*** Opening THE DATA ***

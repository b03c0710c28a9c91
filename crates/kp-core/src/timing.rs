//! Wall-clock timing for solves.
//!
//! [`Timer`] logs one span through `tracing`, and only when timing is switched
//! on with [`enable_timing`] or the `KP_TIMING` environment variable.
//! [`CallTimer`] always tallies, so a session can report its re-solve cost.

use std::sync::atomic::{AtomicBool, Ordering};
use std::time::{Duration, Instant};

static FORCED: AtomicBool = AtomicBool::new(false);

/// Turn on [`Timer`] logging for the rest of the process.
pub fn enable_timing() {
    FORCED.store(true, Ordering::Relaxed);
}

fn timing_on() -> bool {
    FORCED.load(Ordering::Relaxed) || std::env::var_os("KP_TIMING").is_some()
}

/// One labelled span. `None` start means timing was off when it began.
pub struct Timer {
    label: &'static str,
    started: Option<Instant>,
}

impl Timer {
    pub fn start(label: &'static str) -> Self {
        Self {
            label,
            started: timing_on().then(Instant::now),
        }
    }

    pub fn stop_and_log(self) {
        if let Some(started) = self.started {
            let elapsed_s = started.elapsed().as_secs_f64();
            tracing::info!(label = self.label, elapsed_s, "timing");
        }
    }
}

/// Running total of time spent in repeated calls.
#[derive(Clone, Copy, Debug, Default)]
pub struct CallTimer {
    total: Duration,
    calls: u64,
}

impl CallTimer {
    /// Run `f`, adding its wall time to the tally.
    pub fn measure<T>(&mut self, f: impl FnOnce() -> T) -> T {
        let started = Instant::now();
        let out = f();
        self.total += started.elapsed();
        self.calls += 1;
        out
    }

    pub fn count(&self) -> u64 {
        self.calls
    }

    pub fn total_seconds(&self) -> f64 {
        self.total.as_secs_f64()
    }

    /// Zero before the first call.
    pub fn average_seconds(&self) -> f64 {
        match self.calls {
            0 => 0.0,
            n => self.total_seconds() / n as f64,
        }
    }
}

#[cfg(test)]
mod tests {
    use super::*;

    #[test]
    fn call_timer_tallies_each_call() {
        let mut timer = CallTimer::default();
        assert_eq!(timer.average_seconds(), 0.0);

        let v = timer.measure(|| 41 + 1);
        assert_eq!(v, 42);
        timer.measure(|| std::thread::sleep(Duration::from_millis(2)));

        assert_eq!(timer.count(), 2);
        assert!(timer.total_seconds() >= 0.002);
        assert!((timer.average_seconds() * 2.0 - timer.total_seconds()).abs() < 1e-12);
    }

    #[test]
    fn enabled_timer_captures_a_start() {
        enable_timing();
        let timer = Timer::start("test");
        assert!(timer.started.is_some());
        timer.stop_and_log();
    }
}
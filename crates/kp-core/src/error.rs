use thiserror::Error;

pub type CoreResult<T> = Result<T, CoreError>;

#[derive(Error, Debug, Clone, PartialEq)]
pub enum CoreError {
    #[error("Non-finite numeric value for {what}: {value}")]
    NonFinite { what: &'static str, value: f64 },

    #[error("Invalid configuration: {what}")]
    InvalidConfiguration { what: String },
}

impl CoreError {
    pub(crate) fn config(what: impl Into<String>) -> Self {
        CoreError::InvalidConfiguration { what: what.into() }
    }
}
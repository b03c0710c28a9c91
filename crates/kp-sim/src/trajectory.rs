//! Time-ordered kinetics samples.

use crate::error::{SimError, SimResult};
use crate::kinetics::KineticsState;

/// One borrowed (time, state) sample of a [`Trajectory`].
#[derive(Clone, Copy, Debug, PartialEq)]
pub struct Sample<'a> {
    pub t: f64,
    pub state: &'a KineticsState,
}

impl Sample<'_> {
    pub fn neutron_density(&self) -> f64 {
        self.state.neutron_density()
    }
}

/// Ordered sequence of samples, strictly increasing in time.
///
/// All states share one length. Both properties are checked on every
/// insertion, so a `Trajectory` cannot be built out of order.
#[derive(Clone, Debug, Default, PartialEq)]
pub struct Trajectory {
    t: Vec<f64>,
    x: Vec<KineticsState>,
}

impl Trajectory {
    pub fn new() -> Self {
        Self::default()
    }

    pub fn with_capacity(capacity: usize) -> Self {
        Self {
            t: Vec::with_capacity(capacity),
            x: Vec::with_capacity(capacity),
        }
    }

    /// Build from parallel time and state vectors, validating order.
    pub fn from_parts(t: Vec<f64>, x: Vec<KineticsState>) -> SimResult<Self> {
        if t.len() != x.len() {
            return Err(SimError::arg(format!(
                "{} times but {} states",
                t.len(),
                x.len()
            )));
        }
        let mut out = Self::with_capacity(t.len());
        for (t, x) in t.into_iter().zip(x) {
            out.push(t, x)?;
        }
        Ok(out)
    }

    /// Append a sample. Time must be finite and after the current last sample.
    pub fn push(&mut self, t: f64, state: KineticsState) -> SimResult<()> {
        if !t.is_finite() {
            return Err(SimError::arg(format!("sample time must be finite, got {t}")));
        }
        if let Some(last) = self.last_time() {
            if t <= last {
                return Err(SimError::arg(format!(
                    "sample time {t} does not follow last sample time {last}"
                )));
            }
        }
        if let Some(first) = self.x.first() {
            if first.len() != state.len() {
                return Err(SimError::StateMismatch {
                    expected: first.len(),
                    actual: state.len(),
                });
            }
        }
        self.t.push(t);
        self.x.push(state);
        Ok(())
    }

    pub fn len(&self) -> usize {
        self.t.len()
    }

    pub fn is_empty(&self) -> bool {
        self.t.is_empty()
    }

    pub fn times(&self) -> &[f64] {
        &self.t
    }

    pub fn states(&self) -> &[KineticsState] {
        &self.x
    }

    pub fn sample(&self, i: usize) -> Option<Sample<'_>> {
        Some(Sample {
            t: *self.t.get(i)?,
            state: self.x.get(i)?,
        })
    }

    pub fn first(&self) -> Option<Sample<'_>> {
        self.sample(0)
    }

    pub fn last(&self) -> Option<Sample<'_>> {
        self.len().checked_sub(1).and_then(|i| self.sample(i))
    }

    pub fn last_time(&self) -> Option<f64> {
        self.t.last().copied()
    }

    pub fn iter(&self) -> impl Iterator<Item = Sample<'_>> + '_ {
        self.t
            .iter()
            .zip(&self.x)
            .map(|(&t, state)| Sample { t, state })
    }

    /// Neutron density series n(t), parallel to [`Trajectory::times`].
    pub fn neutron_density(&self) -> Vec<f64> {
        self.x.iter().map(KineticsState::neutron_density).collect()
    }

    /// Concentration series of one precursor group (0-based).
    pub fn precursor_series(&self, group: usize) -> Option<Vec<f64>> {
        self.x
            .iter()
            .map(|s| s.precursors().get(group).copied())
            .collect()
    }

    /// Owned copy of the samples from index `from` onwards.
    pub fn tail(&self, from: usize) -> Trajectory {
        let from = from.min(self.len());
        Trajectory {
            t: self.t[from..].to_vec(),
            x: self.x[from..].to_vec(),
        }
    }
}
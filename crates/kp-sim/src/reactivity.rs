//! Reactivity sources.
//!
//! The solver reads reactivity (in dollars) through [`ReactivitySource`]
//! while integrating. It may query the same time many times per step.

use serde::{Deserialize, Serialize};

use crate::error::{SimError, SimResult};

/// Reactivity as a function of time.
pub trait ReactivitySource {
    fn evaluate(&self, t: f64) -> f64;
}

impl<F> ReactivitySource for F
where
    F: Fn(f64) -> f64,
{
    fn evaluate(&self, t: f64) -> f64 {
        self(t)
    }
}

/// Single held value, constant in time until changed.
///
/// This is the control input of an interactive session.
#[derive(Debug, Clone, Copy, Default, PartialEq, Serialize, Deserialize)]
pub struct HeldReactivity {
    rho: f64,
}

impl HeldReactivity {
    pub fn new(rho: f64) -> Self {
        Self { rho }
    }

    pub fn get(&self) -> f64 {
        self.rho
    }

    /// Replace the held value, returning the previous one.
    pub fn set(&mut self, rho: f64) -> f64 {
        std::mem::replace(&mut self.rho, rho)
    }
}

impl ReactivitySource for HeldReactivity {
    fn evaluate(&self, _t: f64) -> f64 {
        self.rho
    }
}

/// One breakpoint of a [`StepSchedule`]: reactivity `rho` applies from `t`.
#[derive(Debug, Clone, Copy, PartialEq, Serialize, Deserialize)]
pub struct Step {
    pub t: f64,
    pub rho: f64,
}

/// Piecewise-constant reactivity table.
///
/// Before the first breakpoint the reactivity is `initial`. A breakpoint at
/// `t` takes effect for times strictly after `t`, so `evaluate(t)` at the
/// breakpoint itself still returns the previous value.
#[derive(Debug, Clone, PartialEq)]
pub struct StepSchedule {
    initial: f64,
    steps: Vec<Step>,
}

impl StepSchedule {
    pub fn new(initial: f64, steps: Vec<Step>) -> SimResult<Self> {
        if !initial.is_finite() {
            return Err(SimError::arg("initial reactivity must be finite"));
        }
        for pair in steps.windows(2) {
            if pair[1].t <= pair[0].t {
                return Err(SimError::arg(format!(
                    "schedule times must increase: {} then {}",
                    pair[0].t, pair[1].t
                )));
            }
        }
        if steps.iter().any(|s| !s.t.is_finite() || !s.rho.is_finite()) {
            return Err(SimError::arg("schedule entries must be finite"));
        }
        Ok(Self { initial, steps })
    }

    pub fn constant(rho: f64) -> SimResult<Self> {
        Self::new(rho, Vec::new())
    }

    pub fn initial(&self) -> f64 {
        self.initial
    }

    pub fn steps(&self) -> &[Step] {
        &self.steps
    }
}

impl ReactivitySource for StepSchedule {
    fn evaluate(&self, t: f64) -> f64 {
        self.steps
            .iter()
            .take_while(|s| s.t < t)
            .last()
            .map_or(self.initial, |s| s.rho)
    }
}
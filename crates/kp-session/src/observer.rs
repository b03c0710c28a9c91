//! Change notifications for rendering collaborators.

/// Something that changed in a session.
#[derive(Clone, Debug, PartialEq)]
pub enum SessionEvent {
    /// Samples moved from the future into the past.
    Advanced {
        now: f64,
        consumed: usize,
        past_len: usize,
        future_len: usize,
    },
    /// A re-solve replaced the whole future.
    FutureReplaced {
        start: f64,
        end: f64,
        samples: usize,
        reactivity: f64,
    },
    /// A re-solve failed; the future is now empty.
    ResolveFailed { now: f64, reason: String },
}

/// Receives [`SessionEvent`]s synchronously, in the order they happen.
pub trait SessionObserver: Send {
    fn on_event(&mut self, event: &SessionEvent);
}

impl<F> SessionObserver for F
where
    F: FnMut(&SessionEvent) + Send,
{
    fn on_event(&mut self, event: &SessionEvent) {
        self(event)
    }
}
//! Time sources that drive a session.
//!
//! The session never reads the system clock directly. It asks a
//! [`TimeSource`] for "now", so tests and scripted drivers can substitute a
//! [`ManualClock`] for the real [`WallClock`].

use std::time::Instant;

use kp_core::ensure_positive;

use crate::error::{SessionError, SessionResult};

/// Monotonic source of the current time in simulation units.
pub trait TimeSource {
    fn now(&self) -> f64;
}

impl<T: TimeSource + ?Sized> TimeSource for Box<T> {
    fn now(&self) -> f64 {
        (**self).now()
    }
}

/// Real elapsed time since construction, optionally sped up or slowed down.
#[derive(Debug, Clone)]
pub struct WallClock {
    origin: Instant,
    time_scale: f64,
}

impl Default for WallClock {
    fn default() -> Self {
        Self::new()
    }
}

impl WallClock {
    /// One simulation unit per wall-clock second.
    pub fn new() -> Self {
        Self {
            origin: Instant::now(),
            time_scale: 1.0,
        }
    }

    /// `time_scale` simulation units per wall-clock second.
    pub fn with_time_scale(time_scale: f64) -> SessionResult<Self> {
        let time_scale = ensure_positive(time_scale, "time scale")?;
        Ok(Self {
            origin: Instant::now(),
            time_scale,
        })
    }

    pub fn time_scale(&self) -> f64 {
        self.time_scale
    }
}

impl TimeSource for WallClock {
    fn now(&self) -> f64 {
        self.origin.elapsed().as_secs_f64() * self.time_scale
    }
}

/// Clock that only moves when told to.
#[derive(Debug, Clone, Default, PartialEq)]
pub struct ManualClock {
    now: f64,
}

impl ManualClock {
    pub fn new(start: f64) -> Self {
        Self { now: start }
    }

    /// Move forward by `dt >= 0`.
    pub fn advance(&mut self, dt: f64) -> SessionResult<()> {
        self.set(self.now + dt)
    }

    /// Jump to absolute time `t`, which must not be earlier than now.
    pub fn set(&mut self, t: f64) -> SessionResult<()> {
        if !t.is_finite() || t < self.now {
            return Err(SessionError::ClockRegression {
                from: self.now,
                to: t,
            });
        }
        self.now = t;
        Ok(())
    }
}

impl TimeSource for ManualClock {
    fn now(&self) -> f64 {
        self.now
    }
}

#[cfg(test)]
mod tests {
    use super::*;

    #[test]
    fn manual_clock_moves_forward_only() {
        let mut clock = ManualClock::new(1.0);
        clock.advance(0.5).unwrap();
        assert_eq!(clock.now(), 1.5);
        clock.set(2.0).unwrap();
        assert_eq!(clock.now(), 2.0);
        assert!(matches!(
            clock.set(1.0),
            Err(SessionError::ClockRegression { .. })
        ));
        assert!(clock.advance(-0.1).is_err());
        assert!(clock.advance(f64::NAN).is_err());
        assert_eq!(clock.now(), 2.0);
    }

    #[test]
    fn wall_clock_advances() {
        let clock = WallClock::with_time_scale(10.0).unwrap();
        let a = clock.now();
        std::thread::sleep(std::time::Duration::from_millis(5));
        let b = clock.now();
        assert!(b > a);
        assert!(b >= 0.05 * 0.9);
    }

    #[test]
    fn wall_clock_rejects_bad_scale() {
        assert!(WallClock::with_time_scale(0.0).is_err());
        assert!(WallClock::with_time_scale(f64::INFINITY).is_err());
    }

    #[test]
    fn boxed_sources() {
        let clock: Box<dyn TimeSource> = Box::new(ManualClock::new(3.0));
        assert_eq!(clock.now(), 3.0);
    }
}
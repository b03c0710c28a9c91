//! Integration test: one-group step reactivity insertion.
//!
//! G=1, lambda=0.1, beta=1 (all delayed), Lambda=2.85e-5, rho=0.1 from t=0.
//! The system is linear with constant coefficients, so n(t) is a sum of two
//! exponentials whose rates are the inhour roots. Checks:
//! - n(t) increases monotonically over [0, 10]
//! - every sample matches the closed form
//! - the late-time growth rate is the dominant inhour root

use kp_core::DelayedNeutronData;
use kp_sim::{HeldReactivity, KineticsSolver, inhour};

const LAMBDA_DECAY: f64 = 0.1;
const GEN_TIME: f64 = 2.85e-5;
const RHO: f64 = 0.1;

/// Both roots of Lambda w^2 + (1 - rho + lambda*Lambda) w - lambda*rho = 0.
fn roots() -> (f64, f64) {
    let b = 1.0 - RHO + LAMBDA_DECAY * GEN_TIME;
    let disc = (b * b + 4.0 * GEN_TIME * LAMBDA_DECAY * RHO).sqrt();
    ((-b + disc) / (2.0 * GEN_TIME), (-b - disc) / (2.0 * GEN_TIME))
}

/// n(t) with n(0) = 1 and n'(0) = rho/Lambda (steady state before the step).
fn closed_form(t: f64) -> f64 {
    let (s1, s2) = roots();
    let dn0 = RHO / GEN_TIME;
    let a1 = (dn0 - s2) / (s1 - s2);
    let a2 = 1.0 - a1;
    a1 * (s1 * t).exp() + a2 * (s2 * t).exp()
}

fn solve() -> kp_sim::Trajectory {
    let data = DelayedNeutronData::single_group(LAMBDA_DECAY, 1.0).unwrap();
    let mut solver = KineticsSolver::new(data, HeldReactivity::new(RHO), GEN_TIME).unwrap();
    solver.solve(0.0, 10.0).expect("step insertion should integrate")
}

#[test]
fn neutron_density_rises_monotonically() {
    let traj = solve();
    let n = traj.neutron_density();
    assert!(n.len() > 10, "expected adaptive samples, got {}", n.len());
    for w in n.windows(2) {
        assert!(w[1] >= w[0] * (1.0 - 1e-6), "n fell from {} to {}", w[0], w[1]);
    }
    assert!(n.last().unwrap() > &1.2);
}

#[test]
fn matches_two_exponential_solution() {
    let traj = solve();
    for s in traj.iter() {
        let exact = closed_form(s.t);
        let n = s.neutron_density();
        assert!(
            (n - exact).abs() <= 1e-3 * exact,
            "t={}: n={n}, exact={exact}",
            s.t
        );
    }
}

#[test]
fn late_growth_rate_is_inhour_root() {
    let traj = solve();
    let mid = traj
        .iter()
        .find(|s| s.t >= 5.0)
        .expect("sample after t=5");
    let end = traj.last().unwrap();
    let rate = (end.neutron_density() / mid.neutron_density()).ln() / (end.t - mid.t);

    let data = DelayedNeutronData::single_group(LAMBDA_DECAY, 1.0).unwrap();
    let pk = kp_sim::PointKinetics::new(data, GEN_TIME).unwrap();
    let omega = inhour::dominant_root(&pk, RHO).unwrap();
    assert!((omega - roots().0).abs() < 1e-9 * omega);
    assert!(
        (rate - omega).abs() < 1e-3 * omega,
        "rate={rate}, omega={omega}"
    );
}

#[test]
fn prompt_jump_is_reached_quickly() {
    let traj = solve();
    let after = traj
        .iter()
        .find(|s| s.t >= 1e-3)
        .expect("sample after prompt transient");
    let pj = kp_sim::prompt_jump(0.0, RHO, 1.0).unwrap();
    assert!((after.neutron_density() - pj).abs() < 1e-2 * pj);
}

*** Closing THE DATA ***

DIRECTIONS FOR THIS TASK: Filter these records, keeping every line where the word "ReactivitySource" occurs.

RESULT FOR THIS TASK:
//! The solver reads reactivity (in dollars) through [`ReactivitySource`]
pub trait ReactivitySource {
impl<F> ReactivitySource for F
impl ReactivitySource for HeldReactivity {
impl ReactivitySource for StepSchedule {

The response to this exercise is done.